Data model and durability¶
This note explains the parts of kata's data model that are easy to get wrong and hard to reconstruct from the schema alone: how identity works, why the audit log is the spine of the system, and the cursor invariant that lets a client miss a purge without missing data. It complements the architecture principles and the federation design notes, which build on the event model described here.
Two identities per issue¶
Every issue (and project) has a stable ULID uid that never changes. The
uid is the authoritative identity: it survives schema cutovers, it is unique
across instances, and it is what event payloads and links reference. Agents and
humans, however, work with a short_id — derived from the lowercased suffix of
the ULID and extended only as far as needed to stay unique within the project.
The short ID is a display label, not the identity; legacy numeric references no
longer resolve. See issue identity for the
reference forms.
Keeping the two separate is what makes the rest of the model portable. Links
store both endpoint UIDs and the integer foreign keys used for hot-path joins,
and database triggers reject any drift between them, so the UID view and the
local-id view can never disagree. When an issue is purged, its short_id is
retained in a tombstone so external references stay meaningful and a future issue
whose ULID suffix would collide is steered to a different short ID.
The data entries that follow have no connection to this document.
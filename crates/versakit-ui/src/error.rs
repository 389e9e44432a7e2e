//! Error types for component contract violations.

use thiserror::Error;

/// Misuse of the overlay components by the host application.
#[derive(Debug, Clone, Copy, PartialEq, Eq, Error)]
pub enum OverlayError {
    /// An overlay part was rendered without an enclosing `OverlayRoot`.
    #[error("{component} must be rendered inside an OverlayRoot")]
    OutsideRoot {
        /// Name of the component that looked up the overlay context.
        component: &'static str,
    },
}

impl OverlayError {
    /// Component that triggered the error.
    #[must_use]
    pub const fn component(&self) -> &'static str {
        match self {
            Self::OutsideRoot { component } => component,
        }
    }
}

/// Result wrapper for overlay context lookups.
pub type OverlayResult<T> = Result<T, OverlayError>;

#[cfg(test)]
mod tests {
    use super::*;

    #[test]
    fn outside_root_names_the_component() {
        let err = OverlayError::OutsideRoot {
            component: "CloseControl",
        };

        assert_eq!(err.component(), "CloseControl");
        assert_eq!(
            err.to_string(),
            "CloseControl must be rendered inside an OverlayRoot"
        );
    }
}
The event log is the spine¶
State changes are not just stored; they are recorded. Three rules follow:
- The events table is append-only and is the authoritative record of every
state change. Each event carries the actor, a stable event
uid, the originating instance UID, and a payload with the field-level diff. - The comments table is append-only — no edit, no delete short of purge.
- Issues themselves are mutable current-state rows, but every mutation emits an event, so the current row is always reconstructable from history.
This is what makes kata auditable by construction, and it is the foundation the federation fold engine later relies on to converge replicas.
The destructive ladder¶
Removal is staged so that the reversible and irreversible steps are clearly separated:
- Close — the issue is closed but fully visible.
- Delete (
--force) — setsdeleted_at; the issue is hidden but recoverable. Emitsissue.soft_deleted. - Restore — clears
deleted_at. Emitsissue.restored. - Purge (
--force --confirm) — irreversible. In one transaction it cascade-deletes the issue's comments, links, labels, and events, then writes apurge_logrow that is intentionally outside the cascade so the audit of the deletion survives the data it describes.
Both destructive verbs require an exact confirmation string (or an interactive prompt with a TTY), so neither can fire by accident or from a careless script.
The purge cursor reservation invariant¶
Events are broadcast over SSE only after the database commit, and each event's monotonic id doubles as the stream cursor. Purge complicates this: deleting events leaves a hole in the id sequence, and a client reconnecting with an old cursor must not silently skip the fact that history changed underneath it.
kata solves this by reserving a synthetic cursor at purge time. In the same
transaction that deletes events, the daemon advances the events table's
autoincrement sequence by one without inserting a row, and stores that
reserved value as purge_log.purge_reset_after_event_id. The reserved value is
therefore strictly greater than every real event id that existed at the moment of
the purge, and the next genuine event continues from reserved + 1, so the
synthetic cursor is unique and can never be assigned to a real event.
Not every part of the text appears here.